Retracing my steps, and once over the brow of the small hill, the world feels calm again. Less hostile, less formidable. Towering lichen dressed granite, stand like the sentinels of the land, silent statues, steadfast in contrast to the ever moving, ever energetic sea.
As I round the headland at the base of Samson Hill, welcomed signs of spring are brightening the path, dancing in the breeze.

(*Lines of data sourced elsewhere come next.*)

impl RemsClient {
    pub fn new(config: &ClientConfig) -> Result<Self, RemsError> {
        let http = Client::builder()
            .user_agent(USER_AGENT)
            .timeout(REQUEST_TIMEOUT)
            .build()?;

        Ok(Self {
            http,
            base_url: base_url(&config.endpoint)?,
            user_id: config.user_id.clone(),
            api_key: config.api_key.clone(),
        })
    }

    pub fn base_url(&self) -> &str {
        &self.base_url
    }

    fn url(&self, path: &str) -> String {
        format!("{}/api/{}", self.base_url, path)
    }

    async fn get<T: DeserializeOwned>(&self, path: &str) -> Result<T, RemsError> {
        self.execute(self.http.get(self.url(path)), path).await
    }

    /// `GET` an object whose id is free text, escaped as a single path segment.
    async fn get_by_name<T: DeserializeOwned>(
        &self,
        collection: &str,
        id: &str,
    ) -> Result<T, RemsError> {
        let invalid = |reason: String| RemsError::InvalidEndpoint {
            endpoint: self.base_url.clone(),
            reason,
        };
        let mut url =
            Url::parse(&self.url(collection)).map_err(|err| invalid(err.to_string()))?;
        url.path_segments_mut()
            .map_err(|()| invalid("cannot hold a path".to_owned()))?
            .push(id);

        self.execute(self.http.get(url), &format!("{collection}/{id}"))
            .await
    }

    async fn send<B, T>(&self, method: Method, path: &str, body: &B) -> Result<T, RemsError>
    where
        B: Serialize + ?Sized,
        T: DeserializeOwned,
    {
        if tracing::enabled!(tracing::Level::TRACE) {
            trace!(
                body = %serde_json::to_string(body).unwrap_or_default(),
                "Request body"
            );
        }
        self.execute(self.http.request(method, self.url(path)).json(body), path)
            .await
    }

    async fn execute<T: DeserializeOwned>(
        &self,
        request: RequestBuilder,
        path: &str,
    ) -> Result<T, RemsError> {
        debug!(base_url = %self.base_url, path, "Sending request to REMS");

        let response = request
            .header("x-rems-user-id", &self.user_id)
            .header("x-rems-api-key", &self.api_key)
            .header(ACCEPT, "application/json")
            .send()
            .await?;

        let status = response.status();
        debug!(status = %status, path, "Received response from REMS");

        let body = response.text().await?;

        if !status.is_success() {
            return Err(match status.as_u16() {
                status @ (401 | 403) => RemsError::Unauthorized { status },
                404 => RemsError::NotFound(path.to_owned()),
                status => RemsError::Api {
                    status,
                    message: body,
                },
            });
        }

        trace!(body = %body, "Response body");

        serde_json::from_str(&body)
            .map_err(|err| RemsError::InvalidResponse(format!("{path}: {err}")))
    }

    async fn create<B: Serialize>(&self, path: &str, command: &B) -> Result<i64, RemsError> {
        let response: CreateResponse = self.send(Method::POST, path, command).await?;
        if !response.success {
            return Err(rejected(response.errors));
        }
        response
            .id
            .ok_or_else(|| RemsError::InvalidResponse(format!("{path}: no id in reply")))
    }

    async fn command<B: Serialize>(
        &self,
        method: Method,
        path: &str,
        command: &B,
    ) -> Result<(), RemsError> {
        let response: SuccessResponse = self.send(method, path, command).await?;
        if response.success {
            Ok(())
        } else {
            Err(rejected(response.errors))
        }
    }

    #[instrument(skip(self))]
    pub async fn get_organization(&self, id: &str) -> Result<Organization, RemsError> {
        self.get_by_name("organizations", id).await
    }

    #[instrument(skip_all)]
    pub async fn create_form(&self, command: &FormCommand) -> Result<i64, RemsError> {
        self.create("forms/create", command).await
    }

    #[instrument(skip(self))]
    pub async fn get_form(&self, id: i64) -> Result<Form, RemsError> {
        self.get(&format!("forms/{id}")).await
    }

    #[instrument(skip_all, fields(id = command.id))]
    pub async fn edit_form(&self, command: &FormCommand) -> Result<(), RemsError> {
        self.command(Method::PUT, "forms/edit", command).await
    }

    #[instrument(skip_all)]
    pub async fn create_category(&self, command: &CategoryCommand) -> Result<i64, RemsError> {
        self.create("categories/create", command).await
    }

    #[instrument(skip(self))]
    pub async fn get_category(&self, id: i64) -> Result<Category, RemsError> {
        self.get(&format!("categories/{id}")).await
    }

    #[instrument(skip_all, fields(id = command.id))]
    pub async fn edit_category(&self, command: &CategoryCommand) -> Result<(), RemsError> {
        self.command(Method::PUT, "categories/edit", command).await
    }

    #[instrument(skip(self))]
    pub async fn delete_category(&self, id: i64) -> Result<(), RemsError> {
        self.command(Method::POST, "categories/delete", &CategoryRef { id })
            .await
    }

    #[instrument(skip_all)]
    pub async fn create_license(&self, command: &CreateLicenseCommand) -> Result<i64, RemsError> {
        self.create("licenses/create", command).await
    }

    #[instrument(skip(self))]
    pub async fn get_license(&self, id: i64) -> Result<License, RemsError> {
        self.get(&format!("licenses/{id}")).await
    }

    #[instrument(skip_all)]
    pub async fn create_workflow(
        &self,
        command: &CreateWorkflowCommand,
    ) -> Result<i64, RemsError> {
        self.create("workflows/create", command).await
    }

    #[instrument(skip(self))]
    pub async fn get_workflow(&self, id: i64) -> Result<Workflow, RemsError> {
        self.get(&format!("workflows/{id}")).await
    }

    #[instrument(skip_all, fields(id = command.id))]
    pub async fn edit_workflow(&self, command: &EditWorkflowCommand) -> Result<(), RemsError> {
        self.command(Method::PUT, "workflows/edit", command).await
    }

    #[instrument(skip_all)]
    pub async fn create_resource(
        &self,
        command: &CreateResourceCommand,
    ) -> Result<i64, RemsError> {
        self.create("resources/create", command).await
    }

    #[instrument(skip(self))]
    pub async fn get_resource(&self, id: i64) -> Result<Resource, RemsError> {
        self.get(&format!("resources/{id}")).await
    }

    #[instrument(skip_all)]
    pub async fn create_catalogue_item(
        &self,
        command: &CreateCatalogueItemCommand,
    ) -> Result<i64, RemsError> {
        self.create("catalogue-items/create", command).await
    }

    #[instrument(skip(self))]
    pub async fn get_catalogue_item(&self, id: i64) -> Result<CatalogueItem, RemsError> {
        self.get(&format!("catalogue-items/{id}")).await
    }

    #[instrument(skip_all, fields(id = command.id))]
    pub async fn edit_catalogue_item(
        &self,
        command: &EditCatalogueItemCommand,
    ) -> Result<(), RemsError> {
        self.command(Method::PUT, "catalogue-items/edit", command)
            .await
    }

    #[instrument(skip(self))]
    pub async fn set_enabled(&self, kind: Kind, id: i64, enabled: bool) -> Result<(), RemsError> {
        self.command(
            Method::PUT,
            &format!("{}/enabled", kind.path()),
            &EnabledCommand { id, enabled },
        )
        .await
    }

    #[instrument(skip(self))]
    pub async fn set_archived(&self, kind: Kind, id: i64, archived: bool) -> Result<(), RemsError> {
        self.command(
            Method::PUT,
            &format!("{}/archived", kind.path()),
            &ArchivedCommand { id, archived },
        )
        .await
    }
}

fn rejected(errors: Option<Vec<serde_json::Value>>) -> RemsError {
    let errors = errors.unwrap_or_default();
    RemsError::Rejected {
        errors: if errors.is_empty() {
            "no details given".to_owned()
        } else {
            errors.iter().join_with(", ").to_string()
        },
    }
}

Before I know it I have returned to my usual, safe swimming spot along Green Bay, so much for escaping routine. Even here the sea is a mess of choppy waves, floating seaweed and stirred up sand. Warm from my stroll in the humid air, the thought of imminent submergence into a cooling sea instantly soothes me. Deepens the breath. Slows the heart. The sea is a restless creature, pushing me this way and that, never allowing a clean stroke. It swells around my arms and legs, teasing the flesh. I am glad that I played safe. A squadron of oyster catchers that speeds along the waters surface only feet from my face is enough to remind me that even if I swam in exactly the same spot everyday forever, every swim would be different, every swim would be wonderful.